Given the stakes, do you really think this administration would let a Justice Department official just pick some highly independent prosecutor to launch a wide ranging probe -- one that could net Novak, a reliable administration toady, and the chummy high officials Novak talks to, say, Rove or Vice President Dick Cheney?

Nor is it an accident that this investigation, rather than fingering whoever inside the administration broke the law by outing Valerie Plame, is instead putting the squeeze on two news organizations that just happen to have been critical of the Bush administration, Time magazine and The New York Times, and by extension the entire press corps.

There is no federal press shield law protecting the right of reporters to protect sources, though several states have such laws. And the Supreme Court, in a 5-4 decision back in 1972, rejected the contention that the First Amendment implicitly gives reporters immunity from betraying sources.

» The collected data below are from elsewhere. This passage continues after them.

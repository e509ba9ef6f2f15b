mod authz;
mod catalog;
mod sync;

pub use catalog::DEFAULT_SEARCH_LIMIT;
pub use sync::{
    auth_required_flag, mapping_entries, node_uuids, repository_entries, repository_names,
};

use std::sync::Arc;

use crate::error::Result;
use crate::store::Store;
use crate::types::Node;

/// The authorization, catalog and bulk-mutation engine. Holds no state of
/// its own beyond the store handle; every decision is a fresh query.
#[derive(Clone)]
pub struct Gateway {
    store: Arc<dyn Store>,
}

impl Gateway {
    pub fn new(store: Arc<dyn Store>) -> Self {
        Self { store }
    }

    pub fn account_names(&self) -> Result<Vec<String>> {
        self.store.account_names()
    }

    pub fn node(&self, uuid: &str) -> Result<Option<Node>> {
        self.store.node(uuid)
    }

    pub fn find_or_create_node(&self, uuid: &str) -> Result<Node> {
        self.store.find_or_create_node(uuid)
    }
}
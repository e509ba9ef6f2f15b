use serde_json::Value;

use super::Gateway;
use crate::error::{Error, Result};
use crate::types::RepositoryEntry;

/// Coerces a repository's `auth_required` field. The identity provider sends
/// the flag as a bool or as the string form of one.
pub fn auth_required_flag(value: Option<&Value>) -> bool {
    match value {
        Some(Value::Bool(flag)) => *flag,
        Some(Value::String(s)) => s.eq_ignore_ascii_case("true"),
        _ => false,
    }
}

/// Parses a repository-list payload: an array of `{repository, auth_required}`
/// objects.
pub fn repository_entries(repositories: &Value) -> Result<Vec<RepositoryEntry>> {
    let Some(items) = repositories.as_array() else {
        return Err(Error::InvalidInput(
            "repositories must be an array".to_string(),
        ));
    };
    let mut entries = Vec::with_capacity(items.len());
    for item in items {
        let Some(name) = item.get("repository").and_then(Value::as_str) else {
            return Err(Error::InvalidInput(
                "repository entry is missing a name".to_string(),
            ));
        };
        entries.push(RepositoryEntry::new(
            name,
            auth_required_flag(item.get("auth_required")),
        ));
    }
    Ok(entries)
}

/// Parses a full-mapping payload. `key` is the top-level list name ("users"
/// or "hosts"); each element maps one identity to its repository entries.
/// Blank identity keys are skipped. Only repositories flagged auth-required
/// survive into the edge set; the rest are universally visible anyway.
pub fn mapping_entries(payload: &Value, key: &str) -> Result<Vec<(String, Vec<String>)>> {
    let Some(items) = payload.get(key).and_then(Value::as_array) else {
        return Err(Error::InvalidInput(format!("{key} must be an array")));
    };
    let mut mapping = Vec::new();
    for item in items {
        let Some(object) = item.as_object() else {
            return Err(Error::InvalidInput(format!("{key} entries must be objects")));
        };
        for (identity, repos) in object {
            if identity.trim().is_empty() {
                continue;
            }
            mapping.push((identity.clone(), repository_names(repos)));
        }
    }
    Ok(mapping)
}

/// Repository names requiring auth from a list of `{repository,
/// auth_required}` objects or plain name strings. Used for both mapping
/// payloads and the identity provider's per-identity repository lists.
pub fn repository_names(repos: &Value) -> Vec<String> {
    let Some(items) = repos.as_array() else {
        return Vec::new();
    };
    items
        .iter()
        .filter_map(|item| match item {
            Value::String(name) => Some(name.clone()),
            Value::Object(map) => {
                if auth_required_flag(map.get("auth_required")) {
                    map.get("repository")
                        .and_then(Value::as_str)
                        .map(str::to_string)
                } else {
                    None
                }
            }
            _ => None,
        })
        .collect()
}

/// Node uuids from an `update_hosts` payload: an array of `{uuid}` objects.
/// Entries without a usable uuid are skipped.
pub fn node_uuids(payload: &Value) -> Vec<String> {
    payload
        .get("hosts")
        .and_then(Value::as_array)
        .map(|hosts| {
            hosts
                .iter()
                .filter_map(|host| host.get("uuid").and_then(Value::as_str))
                .filter(|uuid| !uuid.trim().is_empty())
                .map(str::to_string)
                .collect()
        })
        .unwrap_or_default()
}

impl Gateway {
    /// Replaces the whole repository table. Mapping edges referencing the
    /// old rows go with them.
    pub fn replace_repository_list(&self, entries: &[RepositoryEntry]) -> Result<()> {
        self.store.replace_repositories(entries)
    }

    /// Rewrites every account-to-repository edge from a full mapping.
    pub fn replace_account_mapping(&self, mapping: &[(String, Vec<String>)]) -> Result<()> {
        self.store.replace_account_mapping(mapping)
    }

    /// Rewrites a single account's edges, leaving other accounts untouched.
    pub fn replace_account_repositories(&self, account: &str, repos: &[String]) -> Result<()> {
        self.store.replace_account_repositories(account, repos)
    }

    /// Rewrites every node-to-repository edge. Unknown node uuids in the
    /// mapping are skipped, not an error.
    pub fn replace_node_mapping(&self, mapping: &[(String, Vec<String>)]) -> Result<()> {
        self.store.replace_node_mapping(mapping)
    }

    /// Rewrites a single node's edges.
    pub fn replace_node_repositories(&self, uuid: &str, repos: &[String]) -> Result<()> {
        self.store.replace_node_repositories(uuid, repos)
    }

    /// Replaces the node roster itself.
    pub fn replace_nodes(&self, uuids: &[String]) -> Result<()> {
        self.store.replace_nodes(uuids)
    }
}
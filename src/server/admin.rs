use std::sync::Arc;

use axum::{
    Json,
    extract::{FromRequestParts, State},
    http::{header::AUTHORIZATION, request::Parts},
    response::IntoResponse,
};
use serde_json::{Value, json};

use super::response::ApiError;
use super::router::AppState;
use crate::gateway::{mapping_entries, node_uuids, repository_entries};

/// Extractor guarding the administrative surface. The caller must present
/// the configured key as a bearer credential; an unconfigured key refuses
/// everything.
pub struct RequireAdmin;

impl FromRequestParts<Arc<AppState>> for RequireAdmin {
    type Rejection = ApiError;

    async fn from_request_parts(
        parts: &mut Parts,
        state: &Arc<AppState>,
    ) -> Result<Self, Self::Rejection> {
        let Some(expected) = state.admin_key.as_deref() else {
            return Err(ApiError::unauthorized("Administrative API is disabled"));
        };
        let presented = parts
            .headers
            .get(AUTHORIZATION)
            .and_then(|v| v.to_str().ok())
            .and_then(|v| v.strip_prefix("Bearer "));
        if presented != Some(expected) {
            return Err(ApiError::unauthorized("Invalid administrative key"));
        }
        Ok(RequireAdmin)
    }
}

pub async fn list_accounts(
    _admin: RequireAdmin,
    State(state): State<Arc<AppState>>,
) -> Result<impl IntoResponse, ApiError> {
    let names = state.gateway.account_names()?;
    Ok(Json(json!({ "users": names })))
}

pub async fn replace_repository_list(
    _admin: RequireAdmin,
    State(state): State<Arc<AppState>>,
    Json(payload): Json<Value>,
) -> Result<impl IntoResponse, ApiError> {
    // A missing list clears the table, matching the provider's behavior
    // when no repositories are published.
    let entries = match payload.get("repositories") {
        Some(repositories) => repository_entries(repositories)?,
        None => Vec::new(),
    };
    state.gateway.replace_repository_list(&entries)?;
    Ok(Json(json!({})))
}

pub async fn replace_account_mapping(
    _admin: RequireAdmin,
    State(state): State<Arc<AppState>>,
    Json(payload): Json<Value>,
) -> Result<impl IntoResponse, ApiError> {
    let mapping = mapping_entries(&payload, "users")?;
    state.gateway.replace_account_mapping(&mapping)?;
    Ok(Json(json!({})))
}

pub async fn replace_node_mapping(
    _admin: RequireAdmin,
    State(state): State<Arc<AppState>>,
    Json(payload): Json<Value>,
) -> Result<impl IntoResponse, ApiError> {
    let mapping = mapping_entries(&payload, "hosts")?;
    state.gateway.replace_node_mapping(&mapping)?;
    Ok(Json(json!({})))
}

pub async fn replace_nodes(
    _admin: RequireAdmin,
    State(state): State<Arc<AppState>>,
    Json(payload): Json<Value>,
) -> Result<impl IntoResponse, ApiError> {
    let uuids = node_uuids(&payload);
    state.gateway.replace_nodes(&uuids)?;
    Ok(Json(json!({})))
}

/// Scoped node-mapping refresh: each listed node's edges are rewritten in
/// turn, creating nodes not seen before.
pub async fn replace_node_repositories(
    _admin: RequireAdmin,
    State(state): State<Arc<AppState>>,
    Json(payload): Json<Value>,
) -> Result<impl IntoResponse, ApiError> {
    let mapping = mapping_entries(&payload, "hosts")?;
    for (uuid, repos) in &mapping {
        state.gateway.replace_node_repositories(uuid, repos)?;
    }
    Ok(Json(json!({})))
}
mod admin;
pub mod response;
mod router;
mod v1;
mod v2;

pub use router::{AppState, create_router};

use axum::http::{HeaderMap, header};

/// The certificate headers the fronting proxy may forward, in precedence
/// order.
const CERT_HEADERS: &[&str] = &["x-rhsm-ssl-client-cert", "ssl-client-cert"];

pub(crate) fn cert_blob(headers: &HeaderMap) -> Option<String> {
    CERT_HEADERS.iter().find_map(|name| {
        headers
            .get(*name)
            .and_then(|v| v.to_str().ok())
            .map(str::to_string)
            .filter(|blob| !blob.trim().is_empty())
    })
}

pub(crate) fn authorization(headers: &HeaderMap) -> Option<String> {
    headers
        .get(header::AUTHORIZATION)
        .and_then(|v| v.to_str().ok())
        .map(str::to_string)
        .filter(|h| !h.trim().is_empty())
}

pub(crate) fn request_host(headers: &HeaderMap) -> String {
    headers
        .get(header::HOST)
        .and_then(|v| v.to_str().ok())
        .unwrap_or("localhost")
        .to_string()
}

pub(crate) fn is_flatpak(headers: &HeaderMap) -> bool {
    headers
        .get(header::USER_AGENT)
        .and_then(|v| v.to_str().ok())
        .is_some_and(|agent| agent.to_ascii_lowercase().contains("flatpak"))
}
/// The caller identity a request resolves to before any authorization check.
///
/// The two token sentinels are distinct from `Anonymous`: the upstream
/// identity provider hands them out for known-bad exchanges, and the ping
/// and catalog surfaces treat "known invalid" differently from "absent".
#[derive(Debug, Clone, PartialEq, Eq)]
pub enum Identity {
    Anonymous,
    Account(String),
    Node(String),
    UnauthorizedToken,
    UnauthenticatedToken,
}

impl Identity {
    /// The account name, when this identity is a logged-in account.
    pub fn account_name(&self) -> Option<&str> {
        match self {
            Identity::Account(name) => Some(name),
            _ => None,
        }
    }

    pub fn is_sentinel(&self) -> bool {
        matches!(
            self,
            Identity::UnauthorizedToken | Identity::UnauthenticatedToken
        )
    }
}
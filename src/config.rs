use std::net::SocketAddr;
use std::path::{Path, PathBuf};

use serde::Deserialize;

use crate::error::{Error, Result};

/// Gateway settings, loadable from a TOML file with every field optional.
#[derive(Debug, Clone, Deserialize)]
#[serde(default, deny_unknown_fields)]
pub struct Settings {
    pub host: String,
    pub port: u16,

    /// Embedded database file. Used unless `postgres_url` is set.
    pub sqlite_path: PathBuf,
    /// Client/server backend. When set, the SQLite file (if any) is migrated
    /// over once and renamed aside.
    pub postgres_url: Option<String>,

    /// Upstream content store (Pulp) base URL.
    pub pulp_endpoint: String,
    /// TLS client identity for upstream content-store requests.
    pub pulp_client_ssl_cert: Option<PathBuf>,
    pub pulp_client_ssl_key: Option<PathBuf>,
    pub pulp_client_ssl_ca: Option<PathBuf>,

    /// Upstream identity provider (Foreman) base URL.
    pub foreman_url: String,
    /// Path under `foreman_url` where the registry token endpoint lives.
    pub registry_token_path: String,

    /// Host clients are redirected to for manifest/blob downloads. Defaults
    /// to `pulp_endpoint`.
    pub client_endpoint: Option<String>,

    /// Shared secret for the administrative endpoints. When unset, the
    /// administrative surface refuses every request.
    pub admin_key: Option<String>,
}

impl Default for Settings {
    fn default() -> Self {
        Self {
            host: "127.0.0.1".to_string(),
            port: 8080,
            sqlite_path: PathBuf::from("./data/gangway.db"),
            postgres_url: None,
            pulp_endpoint: "https://localhost".to_string(),
            pulp_client_ssl_cert: None,
            pulp_client_ssl_key: None,
            pulp_client_ssl_ca: None,
            foreman_url: "https://localhost".to_string(),
            registry_token_path: "/v2/token".to_string(),
            client_endpoint: None,
            admin_key: None,
        }
    }
}

impl Settings {
    pub fn load(path: &Path) -> Result<Self> {
        let raw = std::fs::read_to_string(path)?;
        toml::from_str(&raw).map_err(|e| Error::Config(format!("{}: {e}", path.display())))
    }

    pub fn socket_addr(&self) -> Result<SocketAddr> {
        format!("{}:{}", self.host, self.port)
            .parse()
            .map_err(|e| Error::Config(format!("invalid bind address: {e}")))
    }

    pub fn client_endpoint(&self) -> &str {
        self.client_endpoint.as_deref().unwrap_or(&self.pulp_endpoint)
    }
}

#[cfg(test)]
mod tests {
    use super::*;

    #[test]
    fn defaults_apply_to_missing_fields() {
        let settings: Settings = toml::from_str("port = 9000").unwrap();
        assert_eq!(settings.port, 9000);
        assert_eq!(settings.host, "127.0.0.1");
        assert!(settings.postgres_url.is_none());
    }

    #[test]
    fn unknown_fields_are_rejected() {
        let parsed: std::result::Result<Settings, _> = toml::from_str("no_such_setting = 1");
        assert!(parsed.is_err());
    }

    #[test]
    fn client_endpoint_falls_back_to_pulp() {
        let settings = Settings::default();
        assert_eq!(settings.client_endpoint(), settings.pulp_endpoint);
    }
}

As a result, reporters remain vulnerable to selective prosecutorial harassment. In the past, the press has taken big risks to pursue the public interest and has resisted prosecutors' demands to betray sources. Some prosecutors and judges have trod lightly, balancing the First Amendment against other public imperatives, though others disdain the idea of journalistic privilege, and some reporters have indeed served time.

This case is particularly outrageous because a partisan prosecutor is training his guns on the wrong culprits, because the whole affair smells of politics, and because the press as a whole has been far too intimidated instead of standing with the Times and turning a bright spotlight on Fitzgerald and Novak.